[[ Entries supplied open ]]

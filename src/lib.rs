pub mod api;
pub mod app;
pub mod charts;
pub mod config;
pub mod dashboard;
pub mod errors;
pub mod handlers;
pub mod models;
pub mod state;
pub mod store;
pub mod ui;

pub use api::ApiClient;
pub use app::{router, shutdown_on};
pub use config::Config;
pub use state::AppState;
pub use store::Store;
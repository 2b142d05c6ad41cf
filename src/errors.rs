use axum::http::StatusCode;
use thiserror::Error;

#[derive(Debug)]
pub struct AppError {
    pub status: StatusCode,
    pub message: String,
}

impl AppError {
    pub fn bad_request(message: impl Into<String>) -> Self {
        Self {
            status: StatusCode::BAD_REQUEST,
            message: message.into(),
        }
    }
}

impl axum::response::IntoResponse for AppError {
    fn into_response(self) -> axum::response::Response {
        (self.status, self.message).into_response()
    }
}

/// Failure talking to the analytics API.
#[derive(Debug, Error)]
pub enum ApiError {
    #[error("{endpoint}: backend unreachable: {source}")]
    Transport {
        endpoint: &'static str,
        #[source]
        source: reqwest::Error,
    },
    #[error("{endpoint}: request timed out")]
    Timeout { endpoint: &'static str },
    #[error("{endpoint}: server responded {status}")]
    Status {
        endpoint: &'static str,
        status: u16,
        detail: Option<String>,
    },
    #[error("{endpoint}: unexpected response from server: {source}")]
    Decode {
        endpoint: &'static str,
        #[source]
        source: serde_json::Error,
    },
    #[error("{endpoint}: unexpected response from server: {message}")]
    Schema {
        endpoint: &'static str,
        message: String,
    },
}

impl ApiError {
    pub fn endpoint(&self) -> &'static str {
        match self {
            ApiError::Transport { endpoint, .. }
            | ApiError::Timeout { endpoint }
            | ApiError::Status { endpoint, .. }
            | ApiError::Decode { endpoint, .. }
            | ApiError::Schema { endpoint, .. } => *endpoint,
        }
    }

    /// Text shown to the user: the server's own `detail` when it sent one.
    pub fn user_message(&self) -> String {
        match self {
            ApiError::Status {
                detail: Some(detail),
                ..
            } => detail.clone(),
            other => other.to_string(),
        }
    }
}
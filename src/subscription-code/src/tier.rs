//! Entitlement tiers.

use std::fmt;
use std::str::FromStr;

use serde::{Deserialize, Serialize};

use crate::descriptor;
use crate::error::CodeError;

/// Entitlement level unlocked by a subscription.
///
/// Tiers are ordered: a higher tier can use every feature of the lower ones.
#[derive(
    Debug, Clone, Copy, Default, PartialEq, Eq, PartialOrd, Ord, Hash, Serialize, Deserialize,
)]
pub enum SubscriptionTier {
    /// No subscription; basic features only.
    #[default]
    None,
    /// Local Community subscription.
    Community,
    /// Full Enterprise subscription.
    Enterprise,
}

impl SubscriptionTier {
    /// Classify a descriptor.
    #[must_use]
    pub fn for_descriptor(descriptor: &str) -> Self {
        if descriptor::is_default(descriptor) {
            Self::None
        } else if descriptor::is_community(descriptor) {
            Self::Community
        } else {
            Self::Enterprise
        }
    }

    /// Check if this tier represents a paid subscription.
    #[must_use]
    pub fn is_subscribed(&self) -> bool {
        matches!(self, Self::Community | Self::Enterprise)
    }

    /// Name used in settings and UI messages.
    pub fn as_str(&self) -> &'static str {
        match self {
            Self::None => "None",
            Self::Community => "Community",
            Self::Enterprise => "Enterprise",
        }
    }
}

impl fmt::Display for SubscriptionTier {
    fn fmt(&self, f: &mut fmt::Formatter<'_>) -> fmt::Result {
        f.write_str(self.as_str())
    }
}

impl FromStr for SubscriptionTier {
    type Err = CodeError;

    fn from_str(s: &str) -> Result<Self, Self::Err> {
        match s {
            "None" => Ok(Self::None),
            "Community" => Ok(Self::Community),
            "Enterprise" => Ok(Self::Enterprise),
            other => Err(CodeError::UnknownTier { name: other.into() }),
        }
    }
}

[[ Entries supplied closed ]]

Activity
Return every record above exactly as written.

Result
filename src/lib.rs
pub mod api;
pub mod app;
pub mod charts;
pub mod config;
pub mod dashboard;
pub mod errors;
pub mod handlers;
pub mod models;
pub mod state;
pub mod store;
pub mod ui;

pub use api::ApiClient;
pub use app::{router, shutdown_on};
pub use config::Config;
pub use state::AppState;
pub use store::Store;
repository 2b142d05c6ad41cf
filename src/errors.rs
use axum::http::StatusCode;
use thiserror::Error;

#[derive(Debug)]
pub struct AppError {
    pub status: StatusCode,
    pub message: String,
}

impl AppError {
    pub fn bad_request(message: impl Into<String>) -> Self {
        Self {
            status: StatusCode::BAD_REQUEST,
            message: message.into(),
        }
    }
}

impl axum::response::IntoResponse for AppError {
    fn into_response(self) -> axum::response::Response {
        (self.status, self.message).into_response()
    }
}

/// Failure talking to the analytics API.
#[derive(Debug, Error)]
pub enum ApiError {
    #[error("{endpoint}: backend unreachable: {source}")]
    Transport {
        endpoint: &'static str,
        #[source]
        source: reqwest::Error,
    },
    #[error("{endpoint}: request timed out")]
    Timeout { endpoint: &'static str },
    #[error("{endpoint}: server responded {status}")]
    Status {
        endpoint: &'static str,
        status: u16,
        detail: Option<String>,
    },
    #[error("{endpoint}: unexpected response from server: {source}")]
    Decode {
        endpoint: &'static str,
        #[source]
        source: serde_json::Error,
    },
    #[error("{endpoint}: unexpected response from server: {message}")]
    Schema {
        endpoint: &'static str,
        message: String,
    },
}

impl ApiError {
    pub fn endpoint(&self) -> &'static str {
        match self {
            ApiError::Transport { endpoint, .. }
            | ApiError::Timeout { endpoint }
            | ApiError::Status { endpoint, .. }
            | ApiError::Decode { endpoint, .. }
            | ApiError::Schema { endpoint, .. } => *endpoint,
        }
    }

    /// Text shown to the user: the server's own `detail` when it sent one.
    pub fn user_message(&self) -> String {
        match self {
            ApiError::Status {
                detail: Some(detail),
                ..
            } => detail.clone(),
            other => other.to_string(),
        }
    }
}
filename src/subscription-code/src/tier.rs
//! Entitlement tiers.

use std::fmt;
use std::str::FromStr;

use serde::{Deserialize, Serialize};

use crate::descriptor;
use crate::error::CodeError;

/// Entitlement level unlocked by a subscription.
///
/// Tiers are ordered: a higher tier can use every feature of the lower ones.
#[derive(
    Debug, Clone, Copy, Default, PartialEq, Eq, PartialOrd, Ord, Hash, Serialize, Deserialize,
)]
pub enum SubscriptionTier {
    /// No subscription; basic features only.
    #[default]
    None,
    /// Local Community subscription.
    Community,
    /// Full Enterprise subscription.
    Enterprise,
}

impl SubscriptionTier {
    /// Classify a descriptor.
    #[must_use]
    pub fn for_descriptor(descriptor: &str) -> Self {
        if descriptor::is_default(descriptor) {
            Self::None
        } else if descriptor::is_community(descriptor) {
            Self::Community
        } else {
            Self::Enterprise
        }
    }

    /// Check if this tier represents a paid subscription.
    #[must_use]
    pub fn is_subscribed(&self) -> bool {
        matches!(self, Self::Community | Self::Enterprise)
    }

    /// Name used in settings and UI messages.
    pub fn as_str(&self) -> &'static str {
        match self {
            Self::None => "None",
            Self::Community => "Community",
            Self::Enterprise => "Enterprise",
        }
    }
}

impl fmt::Display for SubscriptionTier {
    fn fmt(&self, f: &mut fmt::Formatter<'_>) -> fmt::Result {
        f.write_str(self.as_str())
    }
}

impl FromStr for SubscriptionTier {
    type Err = CodeError;

    fn from_str(s: &str) -> Result<Self, Self::Err> {
        match s {
            "None" => Ok(Self::None),
            "Community" => Ok(Self::Community),
            "Enterprise" => Ok(Self::Enterprise),
            other => Err(CodeError::UnknownTier { name: other.into() }),
        }
    }
}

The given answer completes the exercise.